Figure 1. Gaudibert crater, 33 km in diameter, is located on the northeastern margin of Mare Nectaris and is morphologically different from the surrounding craters. (Apollo Image AS16-M-0424 [NASA/JSC/Arizona State University])
The morphology of Gaudibert (Figure 2) is bizarre compared to other complex craters. While there is a crater rim, it is relatively non-circular and globular as opposed to crisp and distinctly circular. There is an absence of defined wall terraces and slump blocks and the interior of the crater is highly irregular. Instead of a central peak and flat floor, the crater interior appears mountainous, with two to three large mountains located on the crater floor. Several fractures and cracks are present and appear to radiate outward from an origin located in the southeastern portion of the crater interior.

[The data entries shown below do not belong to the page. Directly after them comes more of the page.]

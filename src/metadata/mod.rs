//! Release manifest loading from `release.toml` and the version file.

use crate::bundler::{
    Arch, ArchitectureSettings, BuildSpecification, DmgSettings, Error, ResourceMapping, Result,
    Settings, SettingsBuilder, SigningSettings, ToolSettings,
};
use std::collections::BTreeMap;
use std::path::{Path, PathBuf};

/// Default manifest file name at the workspace root.
pub const MANIFEST_FILE: &str = "release.toml";

#[derive(Debug, serde::Deserialize)]
#[serde(deny_unknown_fields)]
struct RawManifest {
    app: RawApp,
    #[serde(default)]
    paths: RawPaths,
    #[serde(default)]
    architectures: BTreeMap<Arch, ArchitectureSettings>,
    #[serde(default)]
    tools: ToolSettings,
    #[serde(default)]
    signing: SigningSettings,
    #[serde(default)]
    dmg: DmgSettings,
}

#[derive(Debug, serde::Deserialize)]
struct RawApp {
    name: String,
    entry_point: PathBuf,
    bundle_identifier: String,
    #[serde(default)]
    icon: Option<PathBuf>,
    #[serde(default = "default_minimum_system_version")]
    minimum_system_version: String,
    #[serde(default)]
    resources: Vec<ResourceMapping>,
    #[serde(default)]
    hidden_imports: Vec<String>,
}

#[derive(Debug, Default, serde::Deserialize)]
#[serde(default)]
struct RawPaths {
    version_file: Option<PathBuf>,
    requirements: Option<PathBuf>,
    build_dir: Option<PathBuf>,
    output_dir: Option<PathBuf>,
}

fn default_minimum_system_version() -> String {
    "10.15".to_string()
}

/// Load settings from a manifest file.
///
/// The manifest's directory is the workspace unless `workspace` overrides it.
pub fn load_manifest(manifest_path: &Path, workspace: Option<&Path>) -> Result<Settings> {
    let text = std::fs::read_to_string(manifest_path).map_err(|e| {
        Error::Manifest(format!("failed to read {}: {e}", manifest_path.display()))
    })?;

    let workspace = match workspace {
        Some(dir) => dir.to_path_buf(),
        None => manifest_path
            .parent()
            .map(Path::to_path_buf)
            .unwrap_or_else(|| PathBuf::from(".")),
    };

    parse_manifest_at(&text, &workspace, manifest_path)
}

/// Parse manifest text; relative paths resolve against `workspace`.
pub fn parse_manifest(text: &str, workspace: &Path) -> Result<Settings> {
    parse_manifest_at(text, workspace, &workspace.join(MANIFEST_FILE))
}

fn parse_manifest_at(text: &str, workspace: &Path, manifest_path: &Path) -> Result<Settings> {
    let raw: RawManifest = toml::from_str(text)
        .map_err(|e| Error::Manifest(format!("failed to parse {MANIFEST_FILE}: {e}")))?;

    if raw.app.name.trim().is_empty() {
        return Err(Error::Manifest("[app] name must not be empty".into()));
    }
    if raw.app.name.contains('/') {
        return Err(Error::Manifest(format!(
            "[app] name must not contain '/': {}",
            raw.app.name
        )));
    }

    let version_file = raw
        .paths
        .version_file
        .unwrap_or_else(|| PathBuf::from("VERSION"));
    let version = read_version(&workspace.join(&version_file))?;

    let icon = raw.app.icon.or_else(|| discover_icon(workspace));

    let spec = BuildSpecification {
        app_name: raw.app.name,
        entry_point: raw.app.entry_point,
        resources: raw.app.resources,
        hidden_imports: raw.app.hidden_imports,
        bundle_identifier: raw.app.bundle_identifier,
        icon,
        minimum_system_version: raw.app.minimum_system_version,
        version,
    };

    let mut builder = SettingsBuilder::new()
        .workspace(workspace)
        .spec(spec)
        .manifest(manifest_path)
        .version_file(version_file)
        .architectures(raw.architectures)
        .tools(raw.tools)
        .signing(raw.signing)
        .dmg(raw.dmg);

    if let Some(path) = raw.paths.requirements {
        builder = builder.requirements(path);
    }
    if let Some(path) = raw.paths.build_dir {
        builder = builder.build_dir(path);
    }
    if let Some(path) = raw.paths.output_dir {
        builder = builder.output_dir(path);
    }

    builder.build()
}

/// Read a `MAJOR.MINOR.PATCH` version file.
///
/// Pre-release and build suffixes are rejected; the CI bump only ever
/// increments the patch component.
pub fn read_version(path: &Path) -> Result<semver::Version> {
    let text = std::fs::read_to_string(path)
        .map_err(|e| Error::Manifest(format!("failed to read {}: {e}", path.display())))?;
    parse_version(text.trim())
}

fn parse_version(text: &str) -> Result<semver::Version> {
    let version = semver::Version::parse(text)
        .map_err(|e| Error::Manifest(format!("invalid version '{text}': {e}")))?;

    if !version.pre.is_empty() || !version.build.is_empty() {
        return Err(Error::Manifest(format!(
            "version must be MAJOR.MINOR.PATCH, found '{text}'"
        )));
    }

    Ok(version)
}

/// Conventional icon locations, checked when the manifest names none.
fn discover_icon(workspace: &Path) -> Option<PathBuf> {
    let candidates = [
        PathBuf::from("assets").join("img").join("icon.icns"),
        PathBuf::from("assets").join("icon.icns"),
    ];

    for candidate in candidates {
        if workspace.join(&candidate).is_file() {
            log::info!("Found macOS icon: {}", candidate.display());
            return Some(candidate);
        }
    }

    log::debug!("No icon configured or found under assets/");
    None
}
//! Command line interface for the release pipeline.

mod args;
pub mod commands;
mod output;

pub use args::{Args, Command, RuntimeConfig};
pub use output::OutputManager;

use crate::error::Result;

/// Main CLI entry point; returns the process exit code.
pub async fn run() -> Result<i32> {
    let args = Args::parse_args();
    let runtime = RuntimeConfig::from(&args);
    commands::execute(&args, &runtime).await
}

Figure 2. Gaudibert exhibits peculiar morphology: a non-circular, globular rim, a mountainous interior, no observable wall terraces, and floor fractures. (Apollo Image AS16-M-0424 [NASA/JSC/Arizona State University])
Why does Gaudibert appear so different than complex craters in the surrounding area?
Gaudibert does not appear to have an ejecta blanket; a smooth surface of mare lavas surrounds the crater. These lavas make the crater rim look more irregular and have filled in the low-lying areas. Schultz (1976) identifies the floor fractures observed in Gaudibert and other craters as possible evidence of volcanic processes. The morphology of the crater interior is thought to be a result of tectonic uplift due to magma intrusion as a sill beneath the crater floor, intrusion and emplacement of lava on the crater floor through the floor fractures, and subsequent subsidence of the crater floor as the magma source beneath the crater shrinks. Moreover, Clementine UV/VIS data interpretation (e.g., Gaddis et al. 2003) suggests that there are pyroclastic deposits in the interior. The morphology of this crater, coupled with the multispectral Clementine analyses, are evidence of volcanic processes within this crater. Lunar Reconnaissance Orbiter Camera images will greatly improve our understanding of this unique and mysterious crater by help to locate the pyroclastic vents and investigate structural features.
C. Coombs et al., 1990. Pyroclastic deposits in the Nectaris region of the Moon, LPSC XXI abstract.
L. Gaddis and USGS Lunar Pyroclastic Volcanism Database
L. Gaddis et al., 2003. Compositional analyses of lunar pyroclastic deposits, Icarus, Vol. 161, pp. 262-280.
P. Schultz, 1976. Floor-fractured lunar craters,The Moon, Vol. 15, pp. 241-273.